VAT ANTI-FRAUD POLICY IN AFRICAN COUNTRIES:

ADDRESSING FRAUD AND EVASION THROUGH LEGAL DESIGN

Rita de la Feria and Anculien Schoeman

VAT Symposium, October 2016 – South Africa

VAT fraud is common practice in many African countries. The effects of fraud go beyond the obvious loss of

tax revenues to those; it creates equity concerns and an uneven playing field for honest businesses, and it is

often associated with organised crime. Whilst fighting fraud requires a concerted policy, encompassing

various measures, legal design can significantly contribute to an increase in VAT compliance in developing

countries through the introduction of measures that reflect a mixture of positive and negative incentives. The

aim of the paper is to propose a legal framework for combating VAT fraud in developing countries, in

particular African countries, which takes into account the administrative constraints, as well as other social

factors often present in those countries.

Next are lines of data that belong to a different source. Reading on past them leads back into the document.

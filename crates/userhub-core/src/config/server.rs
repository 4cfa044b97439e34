//! HTTP server configuration.

use serde::{Deserialize, Serialize};

/// HTTP server configuration.
#[derive(Debug, Clone, Serialize, Deserialize)]
pub struct ServerConfig {
    /// Bind address.
    #[serde(default = "default_host")]
    pub host: String,
    /// Bind port.
    #[serde(default = "default_port")]
    pub port: u16,
    /// Read timeout in seconds.
    #[serde(default = "default_read_timeout")]
    pub read_timeout_seconds: u64,
    /// Write timeout in seconds.
    #[serde(default = "default_write_timeout")]
    pub write_timeout_seconds: u64,
    /// Idle connection timeout in seconds.
    #[serde(default = "default_idle_timeout")]
    pub idle_timeout_seconds: u64,
    /// Graceful shutdown deadline in seconds. In-flight requests still
    /// running past the deadline are forcibly closed.
    #[serde(default = "default_shutdown_grace")]
    pub shutdown_grace_seconds: u64,
}

impl ServerConfig {
    /// The full `host:port` listen address.
    pub fn listen_address(&self) -> String {
        format!("{}:{}", self.host, self.port)
    }
}

impl Default for ServerConfig {
    fn default() -> Self {
        Self {
            host: default_host(),
            port: default_port(),
            read_timeout_seconds: default_read_timeout(),
            write_timeout_seconds: default_write_timeout(),
            idle_timeout_seconds: default_idle_timeout(),
            shutdown_grace_seconds: default_shutdown_grace(),
        }
    }
}

fn default_host() -> String {
    "127.0.0.1".to_string()
}

fn default_port() -> u16 {
    8080
}

fn default_read_timeout() -> u64 {
    15
}

fn default_write_timeout() -> u64 {
    15
}

fn default_idle_timeout() -> u64 {
    60
}

fn default_shutdown_grace() -> u64 {
    5
}
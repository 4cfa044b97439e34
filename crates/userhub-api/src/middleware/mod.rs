//! HTTP middleware.

pub mod logging;
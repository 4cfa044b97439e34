//! Response DTOs.

use chrono::{DateTime, Utc};
use serde::{Deserialize, Serialize};

use userhub_entity::user::User;

/// A user record on the wire.
#[derive(Debug, Clone, Serialize, Deserialize)]
#[serde(rename_all = "camelCase")]
pub struct UserResponse {
    /// Unique identifier.
    pub id: i32,
    /// Display name.
    pub name: String,
    /// Email address.
    pub email: String,
    /// Creation time.
    pub created_at: DateTime<Utc>,
    /// Last update time, omitted until the first update.
    #[serde(default, skip_serializing_if = "Option::is_none")]
    pub updated_at: Option<DateTime<Utc>>,
}

impl From<User> for UserResponse {
    fn from(user: User) -> Self {
        Self {
            id: user.id,
            name: user.name,
            email: user.email,
            created_at: user.created_at,
            updated_at: user.updated_at,
        }
    }
}

/// Health check response.
#[derive(Debug, Clone, Serialize, Deserialize)]
pub struct HealthResponse {
    /// Status.
    pub status: String,
    /// Version.
    pub version: String,
}
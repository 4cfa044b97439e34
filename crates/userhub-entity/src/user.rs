//! User entity model.

use chrono::{DateTime, Utc};
use serde::{Deserialize, Serialize};
use sqlx::FromRow;

/// Default number of records returned by a list query when no limit
/// is supplied.
const DEFAULT_LIST_LIMIT: i64 = 10;

/// A user record as stored in the database.
#[derive(Debug, Clone, PartialEq, Serialize, Deserialize, FromRow)]
pub struct User {
    /// Unique identifier, assigned by the store on creation.
    pub id: i32,
    /// Display name.
    pub name: String,
    /// Email address.
    pub email: String,
    /// When the user was created. Set once, never mutated.
    pub created_at: DateTime<Utc>,
    /// When the user was last updated. Absent until the first update.
    pub updated_at: Option<DateTime<Utc>>,
}

/// Data required to create a new user.
///
/// Carries no store-assigned fields; `id` and `created_at` are set by
/// the store.
#[derive(Debug, Clone, Serialize, Deserialize)]
pub struct CreateUser {
    /// Display name.
    pub name: String,
    /// Email address.
    pub email: String,
}

/// Data for a partial update of an existing user.
///
/// Fields left `None` keep the stored value unchanged.
#[derive(Debug, Clone, Default, Serialize, Deserialize)]
pub struct UpdateUser {
    /// New display name.
    pub name: Option<String>,
    /// New email address.
    pub email: Option<String>,
}

/// Parameters for list queries, passed through verbatim to the store.
#[derive(Debug, Clone, Default, Serialize, Deserialize)]
pub struct ListUsersParams {
    /// Maximum number of records to return.
    pub limit: Option<i64>,
    /// Number of records to skip.
    pub offset: Option<i64>,
}

impl ListUsersParams {
    /// The SQL `LIMIT` value, defaulting when no limit was supplied.
    pub fn limit(&self) -> i64 {
        self.limit.unwrap_or(DEFAULT_LIST_LIMIT)
    }

    /// The SQL `OFFSET` value.
    pub fn offset(&self) -> i64 {
        self.offset.unwrap_or(0)
    }
}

I. General Considerations on VAT Fraud

Over 160 countries around the world apply a Value-Added Tax (VAT), of which 44 – out of 54 – are African

countries.1 Whilst there are many good policy reasons for introducing a VAT, one of the main reasons has been

its perceived imperviousness to fraud. Indeed, the inclusion of consumption taxes in the tax mix is traditionally

seen as spreading the risk of enforcement,2 and VAT perceived as less susceptible to fraud than its principal

alternative, namely Retail Sales Tax (RST). Yet, VAT, like any other type of tax, is vulnerable to fraud; whilst the

incentive for traders to ensure that suppliers provide invoices ensures that VAT is to some extent self-

enforceable, it is also true that this self-enforceability is somewhat illusory.3 This is primarily for two reasons: this

incentive is only present where the acquirer is a business registered for VAT purposes, but not where it is a final

consumer or a non-registered business; also, even for registered businesses, who have the incentive to request

the invoice, this incentive does not extend to ensuring that VAT has actually been paid. It is precisely through

these two gaps that fraud has spread.

The exact level of VAT fraud and the corresponding revenue loss is, by its own nature, difficult to estimate. Yet

revenue loss is only one of the problems associated with VAT fraud. The connection between organised crime

and certain types of fraud, namely missing trader fraud and bogus traders, as well as its use as a financing

method for illegal activities,4 has been established in criminological research since the late 1980s, early 1990s.5

Professor of Tax Law, University of Leeds, and Senior Lecturer, University of Pretoria, respectively. 1 Crowe Horwath, Africa VAT/GST Guide 2016, 2016. <www.crowehorwath.net/uploadedfiles/mu/additional-

content/home/africa%20vat%20guide%202016.pdf> accessed 26 August 2016; EY, 2016 Worldwide VAT, GST and Sales Tax Guide, 2016. <www.ey.com/GL/en/Services/Tax/Worldwide-VAT--GST-and-Sales-Tax-Guide---XMLQS?preview&XmlUrl=/ec1mages/taxguides/VAT-2016/VAT-BW.xml> accessed 26 August 2016. 2 R. Broadway et al, “Towards a Theory of the Direct–Indirect Tax Mix” (1994) Journal of Public Economics 55(1), 71-88. 3 M. Keen and S. Smith, “VAT Fraud and Evasion: What Do We Know and What Can Be Done?” (2006) National Tax Journal LIX(4), 861-887. 4 HM Government, Serious and Organised Crime Strategy, October 2013. 5 P. van Duyne, “VAT Fraud and the Policy of Global Ignorance” (1999) European Journal of Law Reform 1, 425-443. See also S White, “VAT revenue and organised crime: time for action?” (1999) European Law Review 24(4), 433-439.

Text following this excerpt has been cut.